Healthcare unbound, Forrester Research, Inc.’s (Nasdaq: FORR) term for technologies in, on, and around the body that free care from formal institutions, will deliver new options to consumers who wish to retain their independence as they get older, face chronic illness, and recover from in-patient care. By 2015, Forrester projects that 60 percent of all patients discharged after a lengthy hospitalization, 40 percent of all chronically ill, and 12 percent of all seniors, will adopt healthcare unbound technologies and services.

According to the new Forrester report, “Who Will Pay For Healthcare Unbound,” the healthcare unbound market will experience slow but steady growth through 2008, and then surge to $34 billion by 2015, following the entrance of third-party payers, like the Centers for Medicare & Medicaid Services (CMS).

“Healthcare unbound will not be held back by a lack of need, interest, or immature technology. Companies like GE, QUALCOMM, and Roche Diagnostics, for instance, continue to develop devices and monitoring aids that enable consumers to make healthcare unbound a reality,” said Forrester Research Senior Analyst Elizabeth W. Boehm. “The tipping point will occur when payers like CMS, Kaiser, United, and Blues plans see the long-term benefit of reimbursing consumers for these expenditures.”

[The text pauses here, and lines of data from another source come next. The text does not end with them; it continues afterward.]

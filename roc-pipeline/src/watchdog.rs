//! Watchdog (receiver, spec §4.8): three rolling deadlines that can declare
//! a session dead — no playback, choppy playback, and consecutive drops.

use std::collections::VecDeque;

use roc_audio::FrameFlags;
use roc_shared::time::Nanos;

pub struct WatchdogConfig {
    pub no_playback_timeout: Nanos,
    pub choppy_playback_window: Nanos,
    pub choppy_playback_timeout: Nanos,
    pub choppy_fraction_threshold: f64,
    pub max_consecutive_drops: u32,
}

impl Default for WatchdogConfig {
    fn default() -> Self {
        Self {
            no_playback_timeout: 2_000_000_000,
            choppy_playback_window: 1_000_000_000,
            choppy_playback_timeout: 500_000_000,
            choppy_fraction_threshold: 0.25,
            max_consecutive_drops: 5,
        }
    }
}

#[derive(Debug, Clone, Copy, PartialEq, Eq)]
pub enum DeathCause {
    NoPlayback,
    ChoppyPlayback,
    ConsecutiveDrops,
}

struct WindowEntry {
    at: Nanos,
    bad: bool,
}

pub struct Watchdog {
    config: WatchdogConfig,
    last_non_blank_at: Option<Nanos>,
    window: VecDeque<WindowEntry>,
    choppy_since: Option<Nanos>,
    consecutive_drops: u32,
}

impl Watchdog {
    pub fn new(config: WatchdogConfig) -> Self {
        Self {
            config,
            last_non_blank_at: None,
            window: VecDeque::new(),
            choppy_since: None,
            consecutive_drops: 0,
        }
    }

    /// Feeds one frame observed at monotonic time `now`. Returns
    /// `Some(cause)` the instant one of the three deadlines trips; the
    /// caller should drain and tear the session down.
    pub fn on_frame(&mut self, now: Nanos, flags: FrameFlags) -> Option<DeathCause> {
        let blank = flags.contains(FrameFlags::BLANK);
        let bad = flags.contains(FrameFlags::INCOMPLETE) || flags.contains(FrameFlags::DROPS);

        if !blank {
            self.last_non_blank_at = Some(now);
        } else if let Some(last) = self.last_non_blank_at {
            if now.saturating_sub(last) > self.config.no_playback_timeout {
                return Some(DeathCause::NoPlayback);
            }
        } else {
            self.last_non_blank_at = Some(now);
        }

        if flags.contains(FrameFlags::DROPS) {
            self.consecutive_drops += 1;
        } else {
            self.consecutive_drops = 0;
        }
        if self.consecutive_drops > self.config.max_consecutive_drops {
            return Some(DeathCause::ConsecutiveDrops);
        }

        self.window.push_back(WindowEntry { at: now, bad });
        while let Some(front) = self.window.front() {
            if now.saturating_sub(front.at) > self.config.choppy_playback_window {
                self.window.pop_front();
            } else {
                break;
            }
        }
        let bad_count = self.window.iter().filter(|e| e.bad).count();
        let fraction = bad_count as f64 / self.window.len().max(1) as f64;
        if fraction > self.config.choppy_fraction_threshold {
            let since = *self.choppy_since.get_or_insert(now);
            if now.saturating_sub(since) > self.config.choppy_playback_timeout {
                return Some(DeathCause::ChoppyPlayback);
            }
        } else {
            self.choppy_since = None;
        }

        None
    }
}

#[cfg(test)]
mod tests {
    use super::*;

    #[test]
    fn declares_dead_on_sustained_silence() {
        let mut wd = Watchdog::new(WatchdogConfig {
            no_playback_timeout: 100,
            ..WatchdogConfig::default()
        });
        assert_eq!(wd.on_frame(0, FrameFlags::NONE), None);
        assert_eq!(wd.on_frame(50, FrameFlags::BLANK), None);
        assert_eq!(wd.on_frame(200, FrameFlags::BLANK), Some(DeathCause::NoPlayback));
    }

    #[test]
    fn single_burst_does_not_kill_session() {
        let mut wd = Watchdog::new(WatchdogConfig::default());
        for t in 0..10 {
            let flags = if t == 5 { FrameFlags::INCOMPLETE | FrameFlags::DROPS } else { FrameFlags::NONE };
            assert_eq!(wd.on_frame(t * 20_000_000, flags), None);
        }
    }

    #[test]
    fn too_many_consecutive_drops_kills_session() {
        let mut wd = Watchdog::new(WatchdogConfig {
            max_consecutive_drops: 3,
            ..WatchdogConfig::default()
        });
        for t in 0..3 {
            assert_eq!(wd.on_frame(t * 10_000_000, FrameFlags::DROPS), None);
        }
        assert_eq!(wd.on_frame(40_000_000, FrameFlags::DROPS), Some(DeathCause::ConsecutiveDrops));
    }
}
//! Packetizer (sender, spec §4.1): slices accumulated audio frames into
//! fixed-size RTP packets.

use roc_audio::{Frame, FrameWriter, SampleSpec};
use roc_packet::views::RtpView;
use roc_packet::{Packet, PacketSink};
use roc_shared::error::Result;
use roc_shared::time::Nanos;
use std::time::Instant;

/// A `write()` arriving later than this multiple of the frame it should have
/// carried is treated as a gap in capture, not just scheduling jitter.
const GAP_TOLERANCE_FACTOR: u32 = 2;

pub struct Packetizer<S: PacketSink> {
    sink: S,
    spec: SampleSpec,
    payload_type: u8,
    samples_per_packet: usize,
    ssrc: u32,
    seqnum: u16,
    timestamp: u32,
    accumulator: Vec<f32>,
    accumulator_capture_ts: Nanos,
    started: bool,
    expecting_marker: bool,
    last_write_at: Option<Instant>,
    packets_sent: u64,
    octets_sent: u64,
}

impl<S: PacketSink> Packetizer<S> {
    pub fn new(sink: S, spec: SampleSpec, payload_type: u8, packet_length_ns: Nanos) -> Self {
        let samples_per_frame =
            roc_shared::time::ns_to_samples(packet_length_ns, spec.sample_rate) as usize;
        Self {
            sink,
            spec,
            payload_type,
            samples_per_packet: samples_per_frame * spec.num_channels(),
            ssrc: rand::random::<u32>(),
            seqnum: rand::random::<u16>(),
            timestamp: rand::random::<u32>(),
            accumulator: Vec::new(),
            accumulator_capture_ts: 0,
            started: false,
            expecting_marker: true,
            last_write_at: None,
            packets_sent: 0,
            octets_sent: 0,
        }
    }

    pub fn ssrc(&self) -> u32 {
        self.ssrc
    }

    /// Total RTP packets emitted so far, for the RTCP sender report's
    /// `packet_count` field (spec §4.12).
    pub fn packets_sent(&self) -> u64 {
        self.packets_sent
    }

    /// Total payload bytes emitted so far, for the RTCP sender report's
    /// `octet_count` field (spec §4.12).
    pub fn octets_sent(&self) -> u64 {
        self.octets_sent
    }

    /// The RTP timestamp the next packet would carry, for the RTCP sender
    /// report's `rtp_timestamp` field (spec §4.12).
    pub fn timestamp(&self) -> u32 {
        self.timestamp
    }

    fn flush_one_packet(&mut self) -> Result<()> {
        let channels = self.spec.num_channels().max(1);
        let payload_samples: Vec<f32> = self.accumulator.drain(..self.samples_per_packet).collect();
        let mut bytes = vec![0u8; payload_samples.len() * 4];
        for (i, s) in payload_samples.iter().enumerate() {
            bytes[i * 4..i * 4 + 4].copy_from_slice(&s.to_ne_bytes());
        }

        let view = RtpView {
            payload_type: self.payload_type,
            ssrc: self.ssrc,
            seqnum: self.seqnum,
            timestamp: self.timestamp,
            marker: self.expecting_marker,
            capture_timestamp: self.accumulator_capture_ts,
            payload: bytes::Bytes::from(bytes),
        };
        self.expecting_marker = false;
        self.seqnum = self.seqnum.wrapping_add(1);
        self.timestamp = self
            .timestamp
            .wrapping_add((self.samples_per_packet / channels) as u32);

        self.packets_sent += 1;
        self.octets_sent += payload_samples.len() as u64 * 4;

        let packet = roc_rtp::codec::prepare(view, self.accumulator_capture_ts);
        self.sink.write(packet)
    }
}

impl<S: PacketSink> FrameWriter for Packetizer<S> {
    /// Appends `frame`'s samples into the accumulator, flushing one packet
    /// per `samples_per_packet` reached. A gap since the last frame (or the
    /// very first frame of the stream) sets `marker` on the next packet
    /// emitted (spec §4.1). The gap is detected at this, the packetizer's own
    /// input boundary: a source frame of `n` samples is expected roughly
    /// every `n / sample_rate` seconds of wall-clock time, so a `write()`
    /// call arriving much later than that means capture itself stalled, not
    /// just that this call got sent on time.
    fn write(&mut self, frame: &Frame) -> Result<()> {
        let now = Instant::now();
        if !self.started {
            self.started = true;
            self.expecting_marker = true;
        } else if let Some(last) = self.last_write_at {
            let channels = self.spec.num_channels().max(1);
            let expected = roc_shared::time::samples_to_ns(
                (frame.num_samples() / channels) as u64,
                self.spec.sample_rate,
            );
            let elapsed = now.saturating_duration_since(last).as_nanos() as Nanos;
            if elapsed > expected.saturating_mul(GAP_TOLERANCE_FACTOR as Nanos) {
                self.expecting_marker = true;
            }
        }
        self.last_write_at = Some(now);
        if self.accumulator.is_empty() {
            self.accumulator_capture_ts = frame.capture_timestamp;
        }
        self.accumulator.extend_from_slice(frame.samples());
        while self.accumulator.len() >= self.samples_per_packet {
            self.flush_one_packet()?;
        }
        Ok(())
    }
}

#[cfg(test)]
mod tests {
    use super::*;
    use roc_audio::ChannelSet;
    use std::sync::{Arc, Mutex};

    #[derive(Clone, Default)]
    struct VecSink(Arc<Mutex<Vec<Packet>>>);

    impl PacketSink for VecSink {
        fn write(&mut self, packet: Packet) -> Result<()> {
            self.0.lock().unwrap().push(packet);
            Ok(())
        }
    }

    #[test]
    fn emits_one_packet_per_full_accumulator() {
        let spec = SampleSpec::new(1000, ChannelSet::mono());
        let sink = VecSink::default();
        let packets = sink.0.clone();
        let mut packetizer = Packetizer::new(sink, spec, 11, 10_000_000); // 10ms -> 10 samples
        let mut frame = Frame::new(10);
        frame.samples_mut().fill(0.5);
        packetizer.write(&frame).unwrap();
        assert_eq!(packets.lock().unwrap().len(), 1);
        let pkt = packets.lock().unwrap()[0].clone();
        assert!(pkt.rtp().unwrap().marker);
    }

    #[test]
    fn seqnum_and_timestamp_advance() {
        let spec = SampleSpec::new(1000, ChannelSet::mono());
        let sink = VecSink::default();
        let packets = sink.0.clone();
        let mut packetizer = Packetizer::new(sink, spec, 11, 10_000_000);
        let mut frame = Frame::new(10);
        frame.samples_mut().fill(0.1);
        for _ in 0..3 {
            packetizer.write(&frame).unwrap();
        }
        let got = packets.lock().unwrap();
        let seqs: Vec<u16> = got.iter().map(|p| p.rtp().unwrap().seqnum).collect();
        assert_eq!(seqs[1], seqs[0].wrapping_add(1));
        assert_eq!(seqs[2], seqs[1].wrapping_add(1));
        let ts: Vec<u32> = got.iter().map(|p| p.rtp().unwrap().timestamp).collect();
        assert_eq!(ts[1], ts[0].wrapping_add(10));
    }
}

Like most healthcare-related expenses, consumers expect third-party payers to foot the bill for healthcare unbound solutions. Forrester surveyed 6,000 consumers to gain a better understanding of their healthcare attitudes. Although 77 percent of consumers say that nursing homes are a last resort for themselves and their family members and more than 50 percent of consumers say that they would like an aging, ill, or disabled family member to wear a health-monitoring device for safety and peace of mind, a majority of consumers expect to pay less than $100 per year — if they’re willing to pay at all — for devices and home-monitoring services.

Healthcare Unbound In Action

  • Both Intel and Georgia Tech have developed prototypes of home environments equipped with inexpensive RFID tags that interact with sensors worn by occupants. These systems track seniors’ daily routines and intervene with messages or reminders, transmitted to the residents’ TV, if the seniors deviate too far from the expected routine.
  • Device manufacturers like Philips Medical Systems and Medtronic lead the industry in building and gaining FDA approval for devices that monitor patients’ health remotely. Medtronic, for instance, built a heart monitor that is implanted in a patient’s body but communicates critical information externally.
  • Health plans like HealthPartners and Kaiser Permanente are beginning to reimburse members for participation in prevention-oriented health maintenance programs.
  • Home health agencies like state-based Visiting Nurses Associations will use healthcare unbound technologies to deploy nurses more efficiently.

Healthcare Unbound Growth

Forrester’s forecast predicts adoption of three types of healthcare unbound solutions: activities of daily living (ADL) support and elder monitoring, chronic care maintenance, and acute post-hospitalization care management. Each segment will experience unique growth trends during the following three phases:

The Era Of Self-Pay: 2004-2008
Initial healthcare unbound growth will be fueled by consumers who see a value in paying for healthcare unbound out of pocket, namely affluent chronic illness sufferers and caretakers for sick or aging family members.

The Era Of Validation: 2008-2010
Growth will accelerate as healthcare vendors entice third-party payers with studies that prove valuable long-term cost savings from healthcare unbound investments.

The Era Of Third-Party Payment: 2010 And Beyond
Solid evidence of healthcare unbound’s ability to improve healthcare efficiencies will spur third-party reimbursement, sparking rapid adoption of healthcare unbound solutions.